Dataset records:
☆ ☆ ☆ ☆ ☆ ☆ ☆
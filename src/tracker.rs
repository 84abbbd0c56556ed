//! Ant track bookkeeping: scoring, association, aging, and best-track pick.
//!
//! Grounded in `ants.cpp`'s `ant_score`/`match_blobs_to_ant(s)`/
//! `process_ant`/`add_ant`/`delete_dead_ants`/`pick_best_ant`/
//! `predict_next_pos`. The original threads tracks through a `ant_list`
//! linked list; here they live in a `HashMap<id, AntTrack>` keyed by a
//! monotonic id instead.

use std::collections::HashMap;

use log::{debug, trace};

use crate::blob::Blob;
use crate::classifier::{Classifier, ImageType};
use crate::config::{FRAME_HEIGHT, FRAME_WIDTH, TrackerConfig};
use crate::context::{FrameContext, GrayFrame};
use crate::geometry::Geometry;
use crate::running_avg::{DirectionAverage, RunningAverage};

const PTG: i32 = 20;
const ANT_THRESH: u8 = 100;
const DIRECTION_WINDOW: usize = 5;
const SPEED_WINDOW: usize = 10;

/// One tracked ant.
pub struct AntTrack {
    pub id: u32,
    pub score: i32,
    pub last: (i32, i32),
    pub pred: (i32, i32),
    pub uv: DirectionAverage,
    pub avg_speed: RunningAverage,
    pub last_frame: u32,
    pub last_frame_ticks: u64,
    pub total_distance: f64,
    pub laser_dist: f64,
}

/// Per-tile expected ant footprint in pixels, indexed `[px / PTG][py / PTG]`,
/// built once from the lens calibration so far-away tiles (smaller in the
/// frame) expect proportionally fewer pixels.
pub struct AntSizeTable {
    table: Vec<Vec<u16>>,
    pub min_ant_size: u16,
    pub max_ant_size: u16,
}

impl AntSizeTable {
    pub fn build(geo: &Geometry, cfg: &TrackerConfig) -> Self {
        let width_tiles = (FRAME_WIDTH / PTG) as usize;
        let height_tiles = (FRAME_HEIGHT / PTG) as usize;
        let mut table = vec![vec![0u16; height_tiles]; width_tiles];
        let mut min_ant_size = u16::MAX;
        let mut max_ant_size = 0u16;

        for (px_idx, col) in table.iter_mut().enumerate() {
            for (py_idx, cell) in col.iter_mut().enumerate() {
                let px = (px_idx as i32) * PTG;
                let py = (py_idx as i32) * PTG;
                let pixels_per_mm = 1.0 / geo.mm_per_pixel(px, py);
                let ant_sq_pix = cfg.ant_len_mm * pixels_per_mm * cfg.ant_width_mm * pixels_per_mm;
                let value = (ant_sq_pix + 0.5) as u16;
                *cell = value;
                max_ant_size = max_ant_size.max(value);
                min_ant_size = min_ant_size.min(value);
            }
        }
        debug!("ant size table: min {} max {}", min_ant_size, max_ant_size);
        AntSizeTable {
            table,
            min_ant_size,
            max_ant_size,
        }
    }

    pub fn get_size(&self, x: i32, y: i32) -> u16 {
        let px = ((x / PTG) as usize).min(self.table.len() - 1);
        let py = ((y / PTG) as usize).min(self.table[0].len() - 1);
        self.table[px][py]
    }
}

/// Collection of live ant tracks plus the association/aging/scoring logic
/// that runs once per frame.
pub struct Tracker {
    tracks: HashMap<u32, AntTrack>,
    next_id: u32,
    sizes: AntSizeTable,
    cfg: TrackerConfig,
}

impl Tracker {
    pub fn new(sizes: AntSizeTable, cfg: TrackerConfig) -> Self {
        Tracker {
            tracks: HashMap::new(),
            next_id: 1,
            sizes,
            cfg,
        }
    }

    pub fn tracks(&self) -> impl Iterator<Item = &AntTrack> {
        self.tracks.values()
    }

    pub fn sizes(&self) -> &AntSizeTable {
        &self.sizes
    }

    /// Scores every blob heuristically or, when `classifier` is given,
    /// through it. Iterative replacement for the original's
    /// `score_ants`, which recursed once per blob (risking a stack
    /// overflow on dense frames).
    pub fn score_blobs(&self, blobs: &mut [Blob], frame: &GrayFrame, fg: &GrayFrame, classifier: Option<&dyn Classifier>) {
        for blob in blobs.iter_mut() {
            blob.score = match classifier {
                Some(c) => score_neural(c, frame, blob),
                None => self.score_heuristic(blob, frame, fg),
            };
        }
    }

    fn score_heuristic(&self, blob: &Blob, frame: &GrayFrame, fg: &GrayFrame) -> i32 {
        let scale = fg.scale;
        let ideal_count = (self.sizes.get_size(blob.xc, blob.yc) as i32) / (scale * scale);
        let range = (ideal_count / 2).max(1);
        let max = ideal_count + range;
        let min = (ideal_count - range).max(3);

        if blob.npix as i32 > max || (blob.npix as i32) < min {
            trace!("blob {} {} npix {} out of [{},{}]", blob.xc, blob.yc, blob.npix, min, max);
            return 0;
        }

        let mut score = 5;
        let mut ratio = blob.rect.width as f64 / blob.rect.height as f64;
        if ratio < 1.0 {
            ratio = 1.0 / ratio;
        }
        if ratio < self.cfg.ant_len_mm * 1.1 / self.cfg.ant_width_mm {
            score += 4;
        }

        let ystart = blob.rect.y / scale;
        let yend = ystart + blob.rect.height / scale;
        let xstart = blob.rect.x / scale;
        let xend = xstart + blob.rect.width / scale;
        let mut cc = 0;
        for y in ystart..yend {
            for x in xstart..xend {
                if fg.at(x, y) == ANT_THRESH && frame.at(x, y) < self.cfg.ant_color_thresh {
                    cc += 1;
                }
            }
        }

        let range = (ideal_count / 8).max(1);
        let (min, max) = (ideal_count - range, ideal_count + range);
        if cc >= min && cc <= max {
            score += 10;
        }
        score
    }

    /// Predicts every track's position forward, associates the nearest
    /// unclaimed blob within [`TrackerConfig::close_blob_px`], applies
    /// updates/creates new tracks, then ages every surviving track by one
    /// frame and drops the ones that hit zero. Preserves the original's
    /// exact ordering: association updates (and their `max_score` clamp)
    /// happen before the per-frame aging decrement, so a track created
    /// this frame is also aged this frame.
    pub fn step(&mut self, blobs: &[Blob], ctx: &FrameContext, cur_loc: (i32, i32)) -> Option<u32> {
        let mut claims: HashMap<usize, u32> = HashMap::new();

        for (&id, track) in self.tracks.iter_mut() {
            let aspeed = track.avg_speed.average();
            let uv = track.uv.average();
            let frames = (ctx.frame_index - track.last_frame) as f64;
            track.pred = (
                track.last.0 + (uv.x * aspeed * frames * ctx.average_frame_time) as i32,
                track.last.1 + (uv.y * aspeed * frames * ctx.average_frame_time) as i32,
            );

            let mut closest = f64::MAX;
            let mut candidate = None;
            for (idx, blob) in blobs.iter().enumerate() {
                if blob.score == 0 || claims.values().any(|&claimed_id| claimed_id == id) {
                    continue;
                }
                let dx = (blob.xc - track.pred.0) as f64;
                let dy = (blob.yc - track.pred.1) as f64;
                let dist = (dx * dx + dy * dy).sqrt();
                if dist > self.cfg.close_blob_px || dist >= closest {
                    continue;
                }
                closest = dist;
                candidate = Some(idx);
            }
            match candidate {
                Some(idx) => {
                    claims.insert(idx, id);
                }
                None => track.pred = (0, 0),
            }
        }

        for (idx, blob) in blobs.iter().enumerate() {
            if blob.score <= 0 {
                continue;
            }
            match claims.get(&idx) {
                Some(&id) => self.process_ant(id, blob, ctx, cur_loc),
                None => self.add_ant(blob, ctx),
            }
        }

        self.tracks.retain(|id, track| {
            track.score -= 1;
            let alive = track.score > 0;
            if !alive {
                debug!("dead ant id {} at {:?} frame {}", id, track.last, ctx.frame_index);
            }
            alive
        });

        self.pick_best_ant(ctx)
    }

    fn process_ant(&mut self, id: u32, blob: &Blob, ctx: &FrameContext, cur_loc: (i32, i32)) {
        let track = self.tracks.get_mut(&id).expect("claimed track must exist");
        let vx = blob.xc - track.last.0;
        let vy = blob.yc - track.last.1;
        let dist = ((vx * vx + vy * vy) as f64).sqrt();
        if dist != 0.0 {
            track.uv.add_item(nalgebra::Vector2::new(vx as f64 / dist, vy as f64 / dist));
        }
        let dt = (ctx.frame_ticks.saturating_sub(track.last_frame_ticks)) as f64 / ctx.tps;
        if dt > 0.0 {
            track.avg_speed.add_item(dist / dt);
        }
        track.last_frame_ticks = ctx.frame_ticks;
        track.score += blob.score;
        if track.score > self.cfg.max_score {
            track.score = self.cfg.max_score;
        }
        track.last = (blob.xc, blob.yc);
        let ldx = (track.last.0 - cur_loc.0) as f64;
        let ldy = (track.last.1 - cur_loc.1) as f64;
        track.laser_dist = (ldx * ldx + ldy * ldy).sqrt();
        track.last_frame = ctx.frame_index;
    }

    fn add_ant(&mut self, blob: &Blob, ctx: &FrameContext) {
        let id = self.next_id;
        self.next_id += 1;
        debug!("new ant id {} at {} {} score {} frame {}", id, blob.xc, blob.yc, blob.score, ctx.frame_index);
        self.tracks.insert(
            id,
            AntTrack {
                id,
                score: blob.score,
                last: (blob.xc, blob.yc),
                pred: (0, 0),
                uv: DirectionAverage::new(DIRECTION_WINDOW),
                avg_speed: RunningAverage::new(SPEED_WINDOW),
                last_frame: ctx.frame_index,
                last_frame_ticks: ctx.frame_ticks,
                total_distance: 0.0,
                laser_dist: 0.0,
            },
        );
    }

    /// Best current track to aim the laser at: score above the floor, seen
    /// within the last few frames, and nearest to the laser's current
    /// position among the survivors.
    fn pick_best_ant(&self, ctx: &FrameContext) -> Option<u32> {
        self.tracks
            .values()
            .filter(|t| t.score > self.cfg.best_track_score_floor)
            .filter(|t| ctx.frame_index - t.last_frame <= self.cfg.best_track_max_age_frames)
            .min_by(|a, b| a.laser_dist.partial_cmp(&b.laser_dist).unwrap())
            .map(|t| t.id)
    }

    /// Forward-predicts where a track will be by the time the laser can
    /// get there, folding in the laser's own average response lag and the
    /// mirror move time itself (rounded up to whole frames).
    pub fn predict_next_pos(&self, id: u32, ctx: &FrameContext, geo: &Geometry) -> (i32, i32) {
        let track = match self.tracks.get(&id) {
            Some(t) => t,
            None => return (0, 0),
        };
        let aspeed = track.avg_speed.average();
        if aspeed <= 0.1 {
            return track.last;
        }
        let uv = track.uv.average();
        let lag = ctx.laser_frame_lag.average();
        let mut px = track.last.0 as f64 + uv.x * aspeed * lag * ctx.average_frame_time;
        let mut py = track.last.1 as f64 + uv.y * aspeed * lag * ctx.average_frame_time;

        let cur = geo.pxy_to_loc(track.last.0, track.last.1);
        let target = geo.pxy_to_loc(px.round() as i32, py.round() as i32);
        let dt = geo.move_time(&cur, &target);
        if dt > 0.0 {
            let move_frames = (dt / ctx.average_frame_time + 0.9).trunc();
            px += uv.x * aspeed * move_frames * ctx.average_frame_time;
            py += uv.y * aspeed * move_frames * ctx.average_frame_time;
        }

        let (px_i, py_i) = (px.round() as i32, py.round() as i32);
        if px_i < 0 || px_i >= FRAME_WIDTH || py_i < 0 || py_i >= FRAME_HEIGHT {
            track.last
        } else {
            (px_i, py_i)
        }
    }
}

fn score_neural(classifier: &dyn Classifier, frame: &GrayFrame, blob: &Blob) -> i32 {
    let ImageType { ant, .. } = classifier.classify(frame, (blob.xc, blob.yc));
    (ant * 15.0).round() as i32
}

#[cfg(test)]
mod test {
    use super::*;
    use crate::blob::Rect;
    use crate::config::GeometryConfig;

    fn make_blob(xc: i32, yc: i32, npix: u32, score: i32) -> Blob {
        Blob {
            rect: Rect { x: xc - 2, y: yc - 2, width: 5, height: 5 },
            xc,
            yc,
            npix,
            score,
        }
    }

    fn tracker() -> Tracker {
        let geo = Geometry::new(GeometryConfig::default());
        let cfg = TrackerConfig::default();
        let sizes = AntSizeTable::build(&geo, &cfg);
        Tracker::new(sizes, cfg)
    }

    #[test]
    fn new_track_is_created_from_scored_blob_and_aged_same_frame() {
        let mut t = tracker();
        let ctx = FrameContext::new(1000.0);
        let blobs = vec![make_blob(100, 100, 10, 19)];
        t.step(&blobs, &ctx, (0, 0));
        assert_eq!(t.tracks().count(), 1);
        // A track created this frame is also aged by 1 this frame (Open
        // Question d): 19 - 1 = 18, not 19.
        assert_eq!(t.tracks().next().unwrap().score, 18);
    }

    #[test]
    fn track_ages_out_after_score_hits_zero() {
        let mut t = tracker();
        let mut ctx = FrameContext::new(1000.0);
        let blobs = vec![make_blob(100, 100, 10, 2)];
        t.step(&blobs, &ctx, (0, 0));
        assert_eq!(t.tracks().count(), 1, "score 2 survives its creation-frame aging to 1");
        ctx.frame_index += 1;
        t.step(&[], &ctx, (0, 0));
        assert_eq!(t.tracks().count(), 0, "score 1 aged to 0 is dropped");
    }

    #[test]
    fn best_ant_requires_score_above_floor() {
        let mut t = tracker();
        let ctx = FrameContext::new(1000.0);
        let blobs = vec![make_blob(100, 100, 10, 20)];
        let best = t.step(&blobs, &ctx, (0, 0));
        assert!(best.is_none(), "score of 20 is at/under the floor of 25");
    }

    #[test]
    fn close_blob_within_range_is_associated_not_recreated() {
        let mut t = tracker();
        let mut ctx = FrameContext::new(1000.0);
        let first = vec![make_blob(100, 100, 10, 30)];
        t.step(&first, &ctx, (0, 0));
        ctx.frame_index += 1;
        ctx.frame_ticks += 1000;
        let moved = vec![make_blob(110, 100, 10, 5)];
        t.step(&moved, &ctx, (0, 0));
        assert_eq!(t.tracks().count(), 1, "blob within close_blob_px should match existing track");
    }
}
☆ ☆ ☆ ☆ ☆ ☆ ☆
Your assignment:
From the listing above, output exactly the run of lines that starts with the line containing "let width_tiles = (FRAME_WIDTH" and ends with the line containing "let mut min_ant_size = u16::MAX;".

Response to this task:
        let width_tiles = (FRAME_WIDTH / PTG) as usize;
        let height_tiles = (FRAME_HEIGHT / PTG) as usize;
        let mut table = vec![vec![0u16; height_tiles]; width_tiles];
        let mut min_ant_size = u16::MAX;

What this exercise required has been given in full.